VICENZA, 3 LUG. – Non solo collusioni, favori, soldi e affari, l’inchiesta di Vicenza sulla corruzione di agenti del fisco da parte dei commercialisti, per conto di imprenditori, si arricchisce di ulteriori sviluppi nella già ribattezzata “Fase 4”. Gli inquirenti, infatti, hanno scovato dei filmati fatti dai commercialisti, i quali hanno filmato le tangenti e registrato i colloqui con i clienti e con i funzionari del Fisco accusati di corruzione.
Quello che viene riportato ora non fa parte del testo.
//! Circulation ledger: issue, extend and return loans

use chrono::{DateTime, Utc};
use std::sync::Arc;
use tokio::sync::OwnedMutexGuard;
use uuid::Uuid;

use crate::{
    error::{AppError, AppResult, ErrorCode},
    models::{
        check_period, CatalogItem, CirculationRecord, CirculationStatus, CopyTransaction,
        ReturnCondition, ReturnReceipt,
    },
    repository::ChangeSet,
};

use super::{gate, registry, reservations, EngineContext};

#[derive(Clone)]
pub struct CirculationLedger {
    ctx: Arc<EngineContext>,
}

impl CirculationLedger {
    pub fn new(ctx: Arc<EngineContext>) -> Self {
        Self { ctx }
    }

    /// Lend one copy of an item to a patron
    pub async fn issue(
        &self,
        item_id: Uuid,
        patron_id: Uuid,
        loan_period_days: i64,
    ) -> AppResult<CirculationRecord> {
        check_period("loan_period_days", loan_period_days)?;

        self.ctx
            .retry_on_conflict(move || self.try_issue(item_id, patron_id, loan_period_days))
            .await
    }

    /// Push the due date of an open loan forward
    pub async fn extend(
        &self,
        record_id: Uuid,
        new_due_date: DateTime<Utc>,
    ) -> AppResult<CirculationRecord> {
        self.ctx
            .retry_on_conflict(move || self.try_extend(record_id, new_due_date))
            .await
    }

    /// Close a loan, computing its fine and passing the copy on to the queue
    pub async fn return_item(
        &self,
        record_id: Uuid,
        condition: ReturnCondition,
    ) -> AppResult<ReturnReceipt> {
        let receipt = self
            .ctx
            .retry_on_conflict(move || self.try_return(record_id, condition))
            .await?;

        if let Some(fulfillment) = &receipt.fulfillment {
            reservations::announce(&self.ctx, std::slice::from_ref(fulfillment));
        }
        Ok(receipt)
    }

    /// Mark the fine of a closed loan as paid
    pub async fn settle_fine(&self, record_id: Uuid) -> AppResult<CirculationRecord> {
        let (_guard, mut record) = self.locked_record(record_id).await?;

        if record.is_open() {
            return Err(AppError::InvalidTransition(format!(
                "Loan {} is still open",
                record_id
            )));
        }
        if record.fine_paid {
            return Err(AppError::InvalidTransition(format!(
                "Fine of loan {} is already settled",
                record_id
            )));
        }
        if record.fine_amount <= rust_decimal::Decimal::ZERO {
            return Err(AppError::Validation(format!(
                "Loan {} carries no fine",
                record_id
            )));
        }

        record.fine_paid = true;
        let mut changes = ChangeSet::default();
        changes.update_record(&record);
        self.ctx.store.commit(changes).await?;

        tracing::info!(record_id = %record_id, "Fine of {} settled", record.fine_amount);
        Ok(record)
    }

    pub async fn get_record(&self, record_id: Uuid) -> AppResult<CirculationRecord> {
        self.ctx.store.get_record(record_id).await
    }

    /// Every loan of a patron, open and closed
    pub async fn patron_loans(&self, patron_id: Uuid) -> AppResult<Vec<CirculationRecord>> {
        self.ctx.store.records_by_patron(patron_id).await
    }

    pub async fn overdue_loans(&self) -> AppResult<Vec<CirculationRecord>> {
        self.ctx.store.overdue_records(self.ctx.clock.now()).await
    }

    /// Lock the record's item, then read the record again
    async fn locked_record(
        &self,
        record_id: Uuid,
    ) -> AppResult<(OwnedMutexGuard<()>, CirculationRecord)> {
        let item_id = self.ctx.store.get_record(record_id).await?.item_id;
        let guard = self.ctx.locks.acquire(item_id).await;
        let record = self.ctx.store.get_record(record_id).await?;
        Ok((guard, record))
    }

    /// Stage a new loan on `item`, completing the patron's own hold if any
    async fn plan_issue(
        &self,
        item: &mut CatalogItem,
        patron_id: Uuid,
        loan_period_days: i64,
        now: DateTime<Utc>,
        changes: &mut ChangeSet,
    ) -> AppResult<CirculationRecord> {
        registry::apply_transfer(item, CopyTransaction::Issue.transfer())?;
        let record = CirculationRecord::issue(item.id, patron_id, now, loan_period_days)?;
        changes.insert_record(&record);

        if let Some(mut hold) = self
            .ctx
            .store
            .active_reservation_for(item.id, patron_id)
            .await?
        {
            hold.complete(now, Some(record.id));
            changes.update_reservation(&hold);
        }

        Ok(record)
    }

    async fn try_issue(
        &self,
        item_id: Uuid,
        patron_id: Uuid,
        loan_period_days: i64,
    ) -> AppResult<CirculationRecord> {
        let _guard = self.ctx.locks.acquire(item_id).await;
        let mut item = self.ctx.live_item(item_id).await?;

        gate::evaluate_issue(&self.ctx, &item, patron_id)
            .await?
            .into_result(item_id, patron_id)?;

        let now = self.ctx.clock.now();
        let mut changes = ChangeSet::default();
        let record = self
            .plan_issue(&mut item, patron_id, loan_period_days, now, &mut changes)
            .await?;
        changes.update_item(&mut item, now);
        self.ctx.store.commit(changes).await?;

        tracing::info!(
            record_id = %record.id,
            item_id = %item_id,
            patron_id = %patron_id,
            "Issued loan due {}",
            record.due_date
        );
        Ok(record)
    }

    async fn try_extend(
        &self,
        record_id: Uuid,
        new_due_date: DateTime<Utc>,
    ) -> AppResult<CirculationRecord> {
        let (_guard, mut record) = self.locked_record(record_id).await?;

        if !record.is_open() {
            return Err(AppError::InvalidTransition(format!(
                "Loan {} is {} and cannot be extended",
                record_id, record.status
            )));
        }
        if new_due_date <= record.due_date {
            return Err(AppError::Validation(format!(
                "New due date {} is not after the current due date {}",
                new_due_date, record.due_date
            )));
        }
        let max_extensions = i32::try_from(self.ctx.policy.max_extensions).unwrap_or(i32::MAX);
        if record.extension_count >= max_extensions {
            return Err(AppError::PolicyViolation(
                ErrorCode::ExtensionLimitReached,
                format!("Loan {} was already extended {} time(s)", record_id, record.extension_count),
            ));
        }
        if self.ctx.policy.block_extension_when_reserved
            && !self
                .ctx
                .store
                .active_reservations_by_item(record.item_id)
                .await?
                .is_empty()
        {
            return Err(AppError::Conflict(
                ErrorCode::HoldsPending,
                format!("Item {} has patrons waiting", record.item_id),
            ));
        }

        let now = self.ctx.clock.now();
        record.due_date = new_due_date;
        record.status = CirculationStatus::Extended;
        record.extended_date = Some(now);
        record.extension_count += 1;

        let mut item = self.ctx.store.get_item(record.item_id).await?;
        let mut changes = ChangeSet::default();
        changes.update_record(&record);
        changes.update_item(&mut item, now);
        self.ctx.store.commit(changes).await?;

        tracing::info!(record_id = %record_id, "Loan extended to {}", new_due_date);
        Ok(record)
    }

    async fn try_return(
        &self,
        record_id: Uuid,
        condition: ReturnCondition,
    ) -> AppResult<ReturnReceipt> {
        let (_guard, mut record) = self.locked_record(record_id).await?;

        if !record.is_open() {
            return Err(AppError::InvalidTransition(format!(
                "Loan {} is already {}",
                record_id, record.status
            )));
        }

        let now = self.ctx.clock.now();
        record.status = condition.closing_status();
        record.return_date = Some(now);
        record.fine_amount = self.ctx.fines().fine_for(record.due_date, now);

        // Returns are accepted whatever the item status
        let mut item = self.ctx.store.get_item(record.item_id).await?;
        let mut changes = ChangeSet::default();
        registry::apply_transfer(&mut item, condition.copy_transaction().transfer())?;
        changes.update_record(&record);

        let fulfillment = if condition == ReturnCondition::Good && item.is_lendable() {
            reservations::plan_fulfillments(&self.ctx, &mut item, now, &mut changes, 1)
                .await?
                .pop()
        } else {
            None
        };

        changes.update_item(&mut item, now);
        self.ctx.store.commit(changes).await?;

        tracing::info!(
            record_id = %record_id,
            "Loan closed as {} with a fine of {}",
            record.status,
            record.fine_amount
        );
        Ok(ReturnReceipt {
            record,
            fulfillment,
        })
    }
}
Hanno addirittura immortalato le cene con prologo piccante, contorno di belle ragazze e forme generose, con politici, imprenditori e 007 delle Entrate quali invitati.

I pm che stanno indagando nell’ambito della maxi inchiesta si sarebbero aspettati che i solerti uomini della guardia di finanza, che pure erano da mesi sulle piste dei commercialisti ora accusati di corruzione e associazione per delinquere, avessero da soli filmato i reati compiuti dagli indagati. Invece agli inquirenti si sono associati ( almeno teoricamente ) alcuni degli stessi professionisti, i quali, forse per acquisire prove da utilizzare in futuro a propria tutela, avrebbero registrato colloqui e incontri con funzionari dell’Agenzia delle Entrate di Arzignano e Vicenza. Ma anche con gli stessi clienti, titolari di aziende che si sarebbero piegati a pagare gli investigatori del Fisco, per evitare guai peggiori. Nella montagna di materiale sequestrato alcune settimane fa dalle Fiamme Gialle impegnate nell’”Operazione Reset” spuntano alcuni dischi e filmati rinvenuti in supporti informatici degli indagati.

Su cosa vi sia in quelle registrazioni vige il massimo segreto, poiché l’inchiesta sembra giunta a una fase cruciale, nella quale gli inquirenti stanno valutando le prove acquisite a carico dei fiscalisti e stanno preparando il salto di qualità, al terzo livello, l’Ufficio Entrate del Veneto, con sede a Venezia, responsabile delle verifiche nelle imprese di maggiori proporzioni. I finanzieri sono al lavoro da giorni su filmati, computer e registrazioni. C’è solo l’imbarazzo della scelta in quello che devono analizzare. Documenti contabili, appunti, mail e telefonate. Ma anche riprese che per gli investigatori sono di massimo interesse.